Law is flexible on service animals

Letter to the editor

Posted: Tuesday, February 07, 2006

We at Southeast Alaska Independent Living are writing in response to Luke Adams' Feb. 2 letter regarding service dogs. His letter said persons who want to carry their pets into stores and restaurants should not designate them as service animals to get around the rules.

Many people think a small black poodle or Chihuahua couldn't be a service animal. But in fact, any animal from a small horse to a monkey may be a service animal to a person with a disability under the Americans with Disabilities Act.

For example, people who experience hearing loss or epilepsy may use smaller dogs to alert them to noise or a potential seizure. Because small dogs can easily be stepped on in a crowded area, some owners choose to hold their service animals in their laps.

Indeed, people may abuse the system here in Juneau, claiming their pet is a service animal when there is no need. However, the assumption that it is a "little game of dress-up" may be incorrect, since some persons experiencing emotional disabilities may need a service animal to fetch medicine or go for help during a crisis. However, the ADA does not recognize companion animals as service animals unless they are trained to perform a specific task.

It may surprise some, including Mr. Adams, that anyone can purchase patches and vests. Congress intentionally left gray areas in the ADA regarding service animals, not requiring any certification, since some people train their own service animals.
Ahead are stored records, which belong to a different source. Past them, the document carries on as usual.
use anyhow::{Context, Result};
use serde::{Deserialize, Serialize};
use std::path::{Path, PathBuf};
use std::time::Duration;

#[derive(Debug, Clone, Default, Deserialize, Serialize)]
pub struct Config {
    #[serde(default)]
    pub frontend: FrontendSettings,
    #[serde(default)]
    pub focus: FocusSettings,
}

#[derive(Debug, Clone, Deserialize, Serialize)]
pub struct FrontendSettings {
    /// Path to the frontend executable, absolute or relative to the launcher.
    #[serde(default = "default_frontend_path")]
    pub path: PathBuf,
    /// Working directory for the frontend; defaults to the executable's directory.
    #[serde(default, skip_serializing_if = "Option::is_none")]
    pub working_dir: Option<PathBuf>,
    #[serde(default = "default_true")]
    pub fullscreen: bool,
    #[serde(default = "default_true")]
    pub borderless: bool,
    /// Force the fullscreen resolution to window_width x window_height.
    #[serde(default)]
    pub force_fullscreen_res: bool,
    #[serde(default = "default_window_width")]
    pub window_width: u32,
    #[serde(default = "default_window_height")]
    pub window_height: u32,
    /// Only read gamelist.xml files instead of scanning rom directories.
    #[serde(default)]
    pub gamelist_only: bool,
    /// 0 = normal, 1 = kiosk mode, 2 = kid mode.
    #[serde(default)]
    pub interface_mode: u8,
    #[serde(default)]
    pub monitor_index: u32,
    #[serde(default)]
    pub no_exit_menu: bool,
    #[serde(default = "default_true")]
    pub vsync: bool,
    #[serde(default)]
    pub draw_framerate: bool,
    /// Extra arguments appended to the command line, shell-style quoting.
    #[serde(default, skip_serializing_if = "String::is_empty")]
    pub extra_args: String,
}

impl FrontendSettings {
    /// Directory the frontend runs in and treats as its home.
    pub fn run_dir(&self) -> Option<PathBuf> {
        self.working_dir
            .clone()
            .or_else(|| self.path.parent().map(Path::to_path_buf))
    }
}

impl Default for FrontendSettings {
    fn default() -> Self {
        Self {
            path: default_frontend_path(),
            working_dir: None,
            fullscreen: true,
            borderless: true,
            force_fullscreen_res: false,
            window_width: default_window_width(),
            window_height: default_window_height(),
            gamelist_only: false,
            interface_mode: 0,
            monitor_index: 0,
            no_exit_menu: false,
            vsync: true,
            draw_framerate: false,
            extra_args: String::new(),
        }
    }
}

/// Tuning for the foreground-forcing retry loop.
#[derive(Debug, Clone, Deserialize, Serialize)]
pub struct FocusSettings {
    #[serde(default = "default_attempts")]
    pub attempts: u32,
    #[serde(default = "default_retry_delay_ms")]
    pub retry_delay_ms: u64,
    #[serde(default = "default_window_wait_ms")]
    pub window_wait_ms: u64,
    #[serde(default = "default_poll_ms")]
    pub poll_ms: u64,
}

impl FocusSettings {
    pub fn retry_delay(&self) -> Duration {
        Duration::from_millis(self.retry_delay_ms)
    }

    pub fn window_wait(&self) -> Duration {
        Duration::from_millis(self.window_wait_ms)
    }

    pub fn poll_interval(&self) -> Duration {
        Duration::from_millis(self.poll_ms)
    }
}

impl Default for FocusSettings {
    fn default() -> Self {
        Self {
            attempts: default_attempts(),
            retry_delay_ms: default_retry_delay_ms(),
            window_wait_ms: default_window_wait_ms(),
            poll_ms: default_poll_ms(),
        }
    }
}

fn default_frontend_path() -> PathBuf {
    PathBuf::from("emulationstation").join("emulationstation.exe")
}
fn default_true() -> bool {
    true
}
fn default_window_width() -> u32 {
    1280
}
fn default_window_height() -> u32 {
    720
}
fn default_attempts() -> u32 {
    5
}
fn default_retry_delay_ms() -> u64 {
    300
}
fn default_window_wait_ms() -> u64 {
    10_000
}
fn default_poll_ms() -> u64 {
    250
}

impl Config {
    pub fn load(path: &Path) -> Result<Self> {
        let content = std::fs::read_to_string(path)
            .with_context(|| format!("Failed to read config file: {}", path.display()))?;
        let config: Config =
            toml::from_str(&content).with_context(|| "Failed to parse config file")?;
        Ok(config)
    }

    pub fn save(&self, path: &Path) -> Result<()> {
        let content = toml::to_string_pretty(self).with_context(|| "Failed to serialize config")?;
        std::fs::write(path, content)
            .with_context(|| format!("Failed to write config file: {}", path.display()))?;
        Ok(())
    }

    /// Load the config, writing a default file first if none exists yet.
    pub fn load_or_create(path: &Path) -> Result<Self> {
        if path.exists() {
            Self::load(path)
        } else {
            let config = Self::default();
            config.save(path)?;
            Ok(config)
        }
    }

    pub fn default_path() -> PathBuf {
        let exe_dir = std::env::current_exe()
            .ok()
            .and_then(|p| p.parent().map(|p| p.to_path_buf()))
            .unwrap_or_else(|| PathBuf::from("."));
        exe_dir.join("eslauncher.toml")
    }
}

#[cfg(test)]
mod tests {
    use super::*;

    #[test]
    fn empty_file_yields_defaults() {
        let config: Config = toml::from_str("").unwrap();
        assert!(config.frontend.fullscreen);
        assert!(config.frontend.borderless);
        assert_eq!(config.frontend.window_width, 1280);
        assert_eq!(config.focus.attempts, 5);
        assert_eq!(config.focus.retry_delay(), Duration::from_millis(300));
    }

    #[test]
    fn partial_section_keeps_other_defaults() {
        let config: Config = toml::from_str(
            r#"
            [frontend]
            fullscreen = false
            borderless = false
            window_width = 1920

            [focus]
            attempts = 2
            "#,
        )
        .unwrap();
        assert!(!config.frontend.fullscreen);
        assert_eq!(config.frontend.window_width, 1920);
        // Untouched keys stay at their defaults.
        assert_eq!(config.frontend.window_height, 720);
        assert_eq!(config.focus.attempts, 2);
        assert_eq!(config.focus.poll_ms, 250);
    }

    #[test]
    fn run_dir_falls_back_to_exe_parent() {
        let mut frontend = FrontendSettings::default();
        frontend.path = PathBuf::from("frontend").join("es.exe");
        assert_eq!(frontend.run_dir(), Some(PathBuf::from("frontend")));

        frontend.working_dir = Some(PathBuf::from("elsewhere"));
        assert_eq!(frontend.run_dir(), Some(PathBuf::from("elsewhere")));
    }

    #[test]
    fn first_run_writes_default_file() {
        let dir = tempfile::tempdir().unwrap();
        let path = dir.path().join("eslauncher.toml");

        let created = Config::load_or_create(&path).unwrap();
        assert!(path.exists());
        assert_eq!(created.focus.attempts, 5);

        // A second load round-trips the written defaults.
        let reloaded = Config::load(&path).unwrap();
        assert_eq!(reloaded.frontend.window_width, created.frontend.window_width);
        assert_eq!(reloaded.focus.retry_delay_ms, created.focus.retry_delay_ms);
    }
}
At this time, there are no service animal training programs in Southeast Alaska, leaving people on their own to find patches, vests and training systems.

This leaves businesses in a tight spot since they cannot legally request documentation that a service animal is needed or what disabilities exist, but they may ask what physical task the animal provides. Businesses must allow service animals of all kinds unless they are misbehaving. Service animal owners do have a responsibility to keep their animals clean, groomed and trained.

Finally, many disabilities are not immediately noticeable and often termed "invisible disabilities." Before judging the legitimacy of any service animal, it is advisable to get to know the person with a disability and ask about the service animal. Most persons with disabilities are open to answering politely worded questions about assistive technology or animals.